3.2DUSP2基因的研究意義DUSP2又名PAC-1，是一種調控細胞增殖及凋亡的核特異性磷酸酶，其通過去磷酸化底物中絲氨酸或者蘇氨酸殘基從而使其失活［10］。最初研究發現其廣泛表達于淋巴組織，參與免疫調節等生理過程［11］。近年來研究發現，DUSP2與多種腫瘤的發生發展密切相關。如在卵巢癌中，DUSP2高表達預示了更低的總體生存率［12］。而在急性白血病患者中，DUSP2的損失和持續的ERK激活密切相關，表明DUSP2可能起著抑癌基因的角色［13］。關于DUSP2在胃癌中的作用及相關分子機制目前鮮見相關報道。本研究結果表明，胃癌患者中DUSP2低表達預示生存率較差。在胃癌細胞中，通過MTS細胞增殖及凋亡實驗發現，DUSP2的過表達使胃癌細胞的增殖能力顯著下降，而相對應的凋亡率增加，說明DUSP2表達上調可有效抑制胃癌細胞的增殖。此外，Western blot結果表明，實驗組的絲裂原活化蛋白激酶（MAPK）信號通路的重要介導者ERK和P38的磷酸化水平降低，說明DUSP2通過調控MAPK通路來發揮作用。上述結果驗證了DUSP2基因很可能作為抑癌基因之一，在胃癌的增殖、分化、侵襲過程中起到關鍵性的作用。

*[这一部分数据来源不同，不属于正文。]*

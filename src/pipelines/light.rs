use cgmath::{InnerSpace, Matrix4, Point3, Rad, Vector3};
use wgpu::util::DeviceExt;

use crate::{
    camera::OPENGL_TO_WGPU_MATRIX,
    config::{ShadowKind, SpotLightConfig},
    viewport::ShadowSettings,
};

/// Closest distance the shadow camera renders.
const SHADOW_NEAR: f32 = 0.5;

/// A cone light with physically based falloff.
///
/// Irradiance drops with the inverse square of the distance and is windowed to
/// reach zero at `range`. Across the cone the light fades between
/// `angle * (1 - penumbra)` and `angle`.
#[derive(Debug, Clone, PartialEq)]
pub struct SpotLight {
    pub colour: [f32; 3],
    pub intensity: f32,
    pub range: f32,
    pub angle: f32,
    pub penumbra: f32,
    pub position: Point3<f32>,
    pub target: Point3<f32>,
    pub cast_shadow: bool,
    pub shadow_bias: f32,
}

impl SpotLight {
    pub fn from_config(config: &SpotLightConfig) -> Self {
        Self {
            colour: config.colour,
            intensity: config.intensity,
            range: config.range,
            angle: config.angle,
            penumbra: config.penumbra.clamp(0.0, 1.0),
            position: config.position.into(),
            target: config.target.into(),
            cast_shadow: config.cast_shadow,
            shadow_bias: config.shadow_bias,
        }
    }

    /// Unit vector from the light towards its target.
    pub fn direction(&self) -> Vector3<f32> {
        let dir = self.target - self.position;
        if dir.magnitude2() == 0.0 {
            -Vector3::unit_y()
        } else {
            dir.normalize()
        }
    }

    /// Cosines of the outer cone edge and of the angle where the fade starts.
    pub fn cone_cos(&self) -> (f32, f32) {
        let outer = self.angle.cos();
        let inner = (self.angle * (1.0 - self.penumbra)).cos();
        (outer, inner)
    }

    /// View-projection of the shadow camera: a square frustum matching the cone.
    pub fn view_proj(&self) -> Matrix4<f32> {
        let direction = self.direction();
        // look_at degenerates when looking along the up vector
        let up = if direction.cross(Vector3::unit_y()).magnitude2() < 1e-6 {
            Vector3::unit_z()
        } else {
            Vector3::unit_y()
        };
        let view = Matrix4::look_at_rh(self.position, self.position + direction, up);
        let far = if self.range > SHADOW_NEAR { self.range } else { 500.0 };
        let proj = cgmath::perspective(Rad(2.0 * self.angle), 1.0, SHADOW_NEAR, far);
        OPENGL_TO_WGPU_MATRIX * proj * view
    }

    pub fn to_uniform(&self, shadows: &ShadowSettings) -> LightUniform {
        let (cos_outer, cos_inner) = self.cone_cos();
        // smoothstep is undefined for equal edges
        let cos_inner = cos_inner.max(cos_outer + 1e-4);
        LightUniform {
            view_proj: self.view_proj().into(),
            position: self.position.into(),
            range: self.range,
            direction: self.direction().into(),
            intensity: self.intensity,
            colour: self.colour,
            cos_outer,
            cos_inner,
            shadow_bias: self.shadow_bias,
            cast_shadow: (shadows.enabled && self.cast_shadow) as u32,
            pcf: (shadows.kind == ShadowKind::PcfSoft) as u32,
        }
    }
}

#[repr(C)]
#[derive(Debug, Copy, Clone, PartialEq, bytemuck::Pod, bytemuck::Zeroable)]
pub struct LightUniform {
    pub view_proj: [[f32; 4]; 4],
    pub position: [f32; 3],
    // shares the 16 byte slot of `position` in WGSL
    pub range: f32,
    pub direction: [f32; 3],
    pub intensity: f32,
    pub colour: [f32; 3],
    pub cos_outer: f32,
    pub cos_inner: f32,
    pub shadow_bias: f32,
    pub cast_shadow: u32,
    pub pcf: u32,
}

/// GPU copy of the scene's spotlight.
#[derive(Debug)]
pub struct LightResources {
    pub uniform: LightUniform,
    pub buffer: wgpu::Buffer,
    pub bind_group: wgpu::BindGroup,
    pub bind_group_layout: wgpu::BindGroupLayout,
}

impl LightResources {
    pub fn new(device: &wgpu::Device, light: &SpotLight, shadows: &ShadowSettings) -> Self {
        let uniform = light.to_uniform(shadows);
        let buffer = mk_buffer(device, uniform);
        let bind_group_layout = mk_bind_group_layout(device);
        let bind_group = mk_bind_group(device, &bind_group_layout, &buffer);
        Self {
            uniform,
            buffer,
            bind_group,
            bind_group_layout,
        }
    }

    pub fn write_to_buffer(
        &mut self,
        queue: &wgpu::Queue,
        light: &SpotLight,
        shadows: &ShadowSettings,
    ) {
        self.uniform = light.to_uniform(shadows);
        queue.write_buffer(&self.buffer, 0, bytemuck::cast_slice(&[self.uniform]));
    }
}

pub fn mk_buffer(device: &wgpu::Device, light_uniform: LightUniform) -> wgpu::Buffer {
    device.create_buffer_init(&wgpu::util::BufferInitDescriptor {
        label: Some("Spot Light Buffer"),
        contents: bytemuck::cast_slice(&[light_uniform]),
        usage: wgpu::BufferUsages::UNIFORM | wgpu::BufferUsages::COPY_DST,
    })
}

pub fn mk_bind_group_layout(device: &wgpu::Device) -> wgpu::BindGroupLayout {
    device.create_bind_group_layout(&wgpu::BindGroupLayoutDescriptor {
        entries: &[wgpu::BindGroupLayoutEntry {
            binding: 0,
            visibility: wgpu::ShaderStages::VERTEX | wgpu::ShaderStages::FRAGMENT,
            ty: wgpu::BindingType::Buffer {
                ty: wgpu::BufferBindingType::Uniform,
                has_dynamic_offset: false,
                min_binding_size: None,
            },
            count: None,
        }],
        label: Some("light_bind_group_layout"),
    })
}

pub fn mk_bind_group(
    device: &wgpu::Device,
    bind_group_layout: &wgpu::BindGroupLayout,
    light_buffer: &wgpu::Buffer,
) -> wgpu::BindGroup {
    device.create_bind_group(&wgpu::BindGroupDescriptor {
        layout: bind_group_layout,
        entries: &[wgpu::BindGroupEntry {
            binding: 0,
            resource: light_buffer.as_entire_binding(),
        }],
        label: Some("light_bind_group"),
    })
}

3.3 MAPK家族與腫瘤 眾所周知，MAPK是一類經典的廣泛調控細胞增殖、分化、代謝、凋亡等一系列生理過程的激酶家族的統稱［14］。哺乳動物MAPK家族主要分3類：ERK、P38絲裂原活化蛋白激酶和C-Jun N末端激酶（JNK）［15］。目前，關于ERK信號通路在腫瘤中的作用主要體現在促細胞增殖方面，而JNK和P38除了參與促進腫瘤細胞的增殖，還介導細胞的凋亡［16］。研究表明，在胃癌發生、浸潤和轉移的過程中，ERK信號通路常被激活，而且P38通路的激活也與胃癌的形成有關［17］。DUSP2作為MAPK磷酸酶家族的重要一員，是公認的MAPK家族的主要負性調控者。本研究中，DUSP2的上調表達使胃癌細胞中ERK和P38的磷酸化水平明顯降低，具體的調控機制仍需深入研究。

綜上所述，DUSP2在胃癌的發生發展中發揮重要的作用，該基因可能作為胃癌的抑癌基因和預后基因，為胃癌的臨床診斷和治療提供指導。